Splunk Search

Extract fields from nested json structure with dynamic key

rkothari
Loves-to-Learn Everything

Hello,

I have nested json type log messages like below being forwarded to splunk -

 

{
        "timeStamp": "2021-03-11T07:45:49.780000+00:00",
        "status": "deactive",
        "deviceId": "uuid12345",
        "details": {
            "Device:Information": {
                "Type": "Apple",
                "Content": {
                    "uuid12345": {
                        "Name": "IOS",
                        "Version": "14.4"
                    }
                }
            }
        }
}

 

 

I'd like to generate a table like below out of all such log messages -

deviceIdNameVersion
uuid12345IOS14.4
uuid12346Android8.1

 

I am aware that a table of fields can be easily created using table command or stats (to get counts by Name and Version), however the problem with this log message structure is that the nested json path `details.Device:Information.Content` contains a key with value `uuid12345` which is dynamic in nature.
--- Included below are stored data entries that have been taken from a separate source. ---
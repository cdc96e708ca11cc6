//! WebSocket client connection using `tokio-tungstenite`.

use futures_util::stream::{SplitSink, SplitStream};
use futures_util::{SinkExt, StreamExt};
use tokio::net::TcpStream;
use tokio::sync::Mutex;
use tokio_tungstenite::tungstenite::Message;
use tokio_tungstenite::tungstenite::protocol::CloseFrame;
use tokio_tungstenite::tungstenite::protocol::frame::coding::CloseCode;
use tokio_tungstenite::{MaybeTlsStream, WebSocketStream};
use url::Url;

use crate::{CLOSE_ABNORMAL, CloseInfo, Connection, ConnectionId, Incoming, TransportError};

type WsStream = WebSocketStream<MaybeTlsStream<TcpStream>>;

/// A client-side WebSocket connection.
///
/// The stream is split so that a pending `recv` never blocks a `send`:
/// each half sits behind its own lock.
pub struct WebSocketConnection {
    id: ConnectionId,
    sink: Mutex<SplitSink<WsStream, Message>>,
    stream: Mutex<SplitStream<WsStream>>,
}

impl WebSocketConnection {
    /// Performs the WebSocket handshake against `location`.
    pub async fn connect(location: Url) -> Result<Self, TransportError> {
        let (ws, response) = tokio_tungstenite::connect_async(location.as_str())
            .await
            .map_err(|e| {
                TransportError::ConnectFailed(std::io::Error::new(
                    std::io::ErrorKind::ConnectionRefused,
                    e,
                ))
            })?;

        let id = ConnectionId::next();
        tracing::debug!(
            %id,
            host = location.host_str().unwrap_or_default(),
            status = response.status().as_u16(),
            "WebSocket handshake complete"
        );

        let (sink, stream) = ws.split();
        Ok(Self {
            id,
            sink: Mutex::new(sink),
            stream: Mutex::new(stream),
        })
    }
}

impl Connection for WebSocketConnection {
    async fn send(&self, data: &[u8]) -> Result<(), TransportError> {
        // JSON-RPC frames are UTF-8 and go out as text frames.
        let msg = match std::str::from_utf8(data) {
            Ok(text) => Message::text(text.to_owned()),
            Err(_) => Message::binary(data.to_vec()),
        };
        self.sink.lock().await.send(msg).await.map_err(|e| {
            TransportError::SendFailed(std::io::Error::new(std::io::ErrorKind::BrokenPipe, e))
        })
    }

    async fn recv(&self) -> Result<Incoming, TransportError> {
        loop {
            let msg = self.stream.lock().await.next().await;
            match msg {
                Some(Ok(Message::Text(text))) => {
                    return Ok(Incoming::Frame(text.as_bytes().to_vec()));
                }
                Some(Ok(Message::Binary(data))) => {
                    return Ok(Incoming::Frame(data.to_vec()));
                }
                Some(Ok(Message::Close(frame))) => {
                    let info = match frame {
                        Some(frame) => {
                            CloseInfo::remote(u16::from(frame.code), frame.reason.as_str())
                        }
                        None => CloseInfo::remote(1005, ""),
                    };
                    return Ok(Incoming::Closed(info));
                }
                None => {
                    return Ok(Incoming::Closed(CloseInfo::remote(
                        CLOSE_ABNORMAL,
                        "connection dropped",
                    )));
                }
                Some(Ok(_)) => continue, // skip ping/pong/frame
                Some(Err(e)) => {
                    return Err(TransportError::ReceiveFailed(std::io::Error::new(
                        std::io::ErrorKind::ConnectionReset,
                        e,
                    )));
                }
            }
        }
    }

    async fn close(&self, code: u16, reason: &str) -> Result<(), TransportError> {
        let frame = CloseFrame {
            code: CloseCode::from(code),
            reason: reason.to_owned().into(),
        };
        self.sink
            .lock()
            .await
            .send(Message::Close(Some(frame)))
            .await
            .map_err(|e| {
                TransportError::SendFailed(std::io::Error::new(std::io::ErrorKind::BrokenPipe, e))
            })
    }

    fn id(&self) -> ConnectionId {
        self.id
    }
}
//! An in-process [`Connection`] pair.
//!
//! [`memory_pair`] returns the client end, which plugs into
//! [`RpcConnection::start`](crate::RpcConnection::start), and a
//! [`MemoryPeer`] that plays the server: it pushes frames in, reads the
//! frames the client wrote, and can close the connection from the remote
//! side. Useful for exercising the whole client stack without a socket.

use tokio::sync::{Mutex, mpsc};

use crate::{CLOSE_ABNORMAL, CloseInfo, Connection, ConnectionId, Incoming, TransportError};

/// Creates a connected client/peer pair.
pub fn memory_pair() -> (MemoryConnection, MemoryPeer) {
    let (to_client, client_rx) = mpsc::unbounded_channel();
    let (client_tx, from_client) = mpsc::unbounded_channel();

    let conn = MemoryConnection {
        id: ConnectionId::next(),
        inbound: Mutex::new(client_rx),
        outbound: std::sync::Mutex::new(Some(client_tx)),
    };
    let peer = MemoryPeer {
        to_client,
        from_client: Mutex::new(from_client),
    };
    (conn, peer)
}

/// What the peer observes from the client side.
#[derive(Debug, Clone, PartialEq, Eq)]
pub enum PeerEvent {
    /// The client sent a frame.
    Frame(Vec<u8>),
    /// The client closed the connection.
    Closed { code: u16, reason: String },
}

/// The client end of an in-memory connection.
pub struct MemoryConnection {
    id: ConnectionId,
    inbound: Mutex<mpsc::UnboundedReceiver<Incoming>>,
    outbound: std::sync::Mutex<Option<mpsc::UnboundedSender<PeerEvent>>>,
}

impl MemoryConnection {
    fn outbound(&self) -> Option<mpsc::UnboundedSender<PeerEvent>> {
        self.outbound
            .lock()
            .unwrap_or_else(std::sync::PoisonError::into_inner)
            .clone()
    }
}

impl Connection for MemoryConnection {
    async fn send(&self, data: &[u8]) -> Result<(), TransportError> {
        let Some(tx) = self.outbound() else {
            return Err(TransportError::ConnectionClosed("closed locally".into()));
        };
        tx.send(PeerEvent::Frame(data.to_vec()))
            .map_err(|_| TransportError::ConnectionClosed("peer dropped".into()))
    }

    async fn recv(&self) -> Result<Incoming, TransportError> {
        match self.inbound.lock().await.recv().await {
            Some(incoming) => Ok(incoming),
            None => Ok(Incoming::Closed(CloseInfo::remote(
                CLOSE_ABNORMAL,
                "peer dropped",
            ))),
        }
    }

    async fn close(&self, code: u16, reason: &str) -> Result<(), TransportError> {
        let tx = self
            .outbound
            .lock()
            .unwrap_or_else(std::sync::PoisonError::into_inner)
            .take();
        if let Some(tx) = tx {
            let _ = tx.send(PeerEvent::Closed {
                code,
                reason: reason.to_owned(),
            });
        }
        Ok(())
    }

    fn id(&self) -> ConnectionId {
        self.id
    }
}

/// The server end of an in-memory connection.
pub struct MemoryPeer {
    to_client: mpsc::UnboundedSender<Incoming>,
    from_client: Mutex<mpsc::UnboundedReceiver<PeerEvent>>,
}

impl MemoryPeer {
    /// Delivers a text frame to the client. Returns `false` once the
    /// client end is gone.
    pub fn send_text(&self, text: &str) -> bool {
        self.to_client
            .send(Incoming::Frame(text.as_bytes().to_vec()))
            .is_ok()
    }

    /// Closes the connection from the remote side.
    pub fn close(&self, code: u16, reason: &str) -> bool {
        self.to_client
            .send(Incoming::Closed(CloseInfo::remote(code, reason)))
            .is_ok()
    }

    /// Waits for the next thing the client did. `None` once the client end
    /// has been dropped.
    pub async fn next_event(&self) -> Option<PeerEvent> {
        self.from_client.lock().await.recv().await
    }

    /// Waits for the next frame the client sent. A close yields `None`.
    pub async fn next_frame(&self) -> Option<Vec<u8>> {
        match self.next_event().await? {
            PeerEvent::Frame(frame) => Some(frame),
            PeerEvent::Closed { .. } => None,
        }
    }
}
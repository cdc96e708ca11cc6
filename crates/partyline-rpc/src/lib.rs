//! The JSON-RPC engine for Partyline.
//!
//! One [`RpcEngine`] serves one connection, in both directions:
//!
//! 1. **Outbound calls**: [`RpcEngine::call`] assigns the next id, parks a
//!    response callback in the pending table and hands the encoded frame
//!    to a [`FrameSink`].
//! 2. **Inbound frames**: [`RpcEngine::on_frame_received`] decodes a frame
//!    and either completes a pending call, runs a registered
//!    [`MethodHandler`], or replies with a standard error.
//! 3. **Hardening**: pending calls are failed when they outlive
//!    [`EngineConfig::call_timeout`] or when the connection closes, so a
//!    silent peer never leaks a callback.
//!
//! # How it fits in the stack
//!
//! ```text
//! Party layer (above)      ← registers "message"/"party" handlers, issues calls
//!     ↕
//! RPC engine (this crate)  ← correlation and dispatch
//!     ↕
//! Transport (below)        ← implements FrameSink, feeds inbound frames
//! ```

mod config;
mod engine;
mod handler;

pub use config::EngineConfig;
pub use engine::RpcEngine;
pub use handler::{FrameSink, MethodHandler, ResponseCallback};
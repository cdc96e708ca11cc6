//! Wire protocol for Partyline.
//!
//! This crate defines the "language" the party client and the backend
//! speak over their shared socket:
//!
//! - **Types** ([`RpcMessage`], [`RequestId`], [`RpcError`]): the four
//!   JSON-RPC 2.0 envelope shapes.
//! - **Codec** ([`JsonRpcCodec`]): how those envelopes are converted to
//!   and from bytes, including the classification of malformed input.
//! - **Errors** ([`ProtocolError`]): what can go wrong while decoding,
//!   and which standard error reply each failure maps to.
//!
//! # Architecture
//!
//! The protocol layer sits below the RPC engine. It has no state and
//! knows nothing about connections or pending calls.
//!
//! ```text
//! Transport (frames) → RPC engine (correlation) → Protocol (envelopes)
//! ```

mod codec;
mod error;
mod types;

pub use codec::JsonRpcCodec;
pub use error::ProtocolError;
pub use types::{ErrorCode, JSONRPC_VERSION, RequestId, RpcError, RpcMessage};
Therefore, a query like this doesn't work as I need since the wildcard character seem to create one column for each interpreted value like `details.Device:Information.Content.uuid12345.Name`, `details.Device:Information.Content.uuid12346.Name`, `details.Device:Information.Content.uuid12345.Version`, `details.Device:Information.Content.uuid12346.Version` -

 

| table deviceId, details.Device:Information.Content.*.Name, details.Device:Information.Content.*.Version

 

Is it possible to get this information extracted into a table like I described above? Would it be possible to extract `Name` and `Version` as fields so that I don't have to use full json path in table or stats command?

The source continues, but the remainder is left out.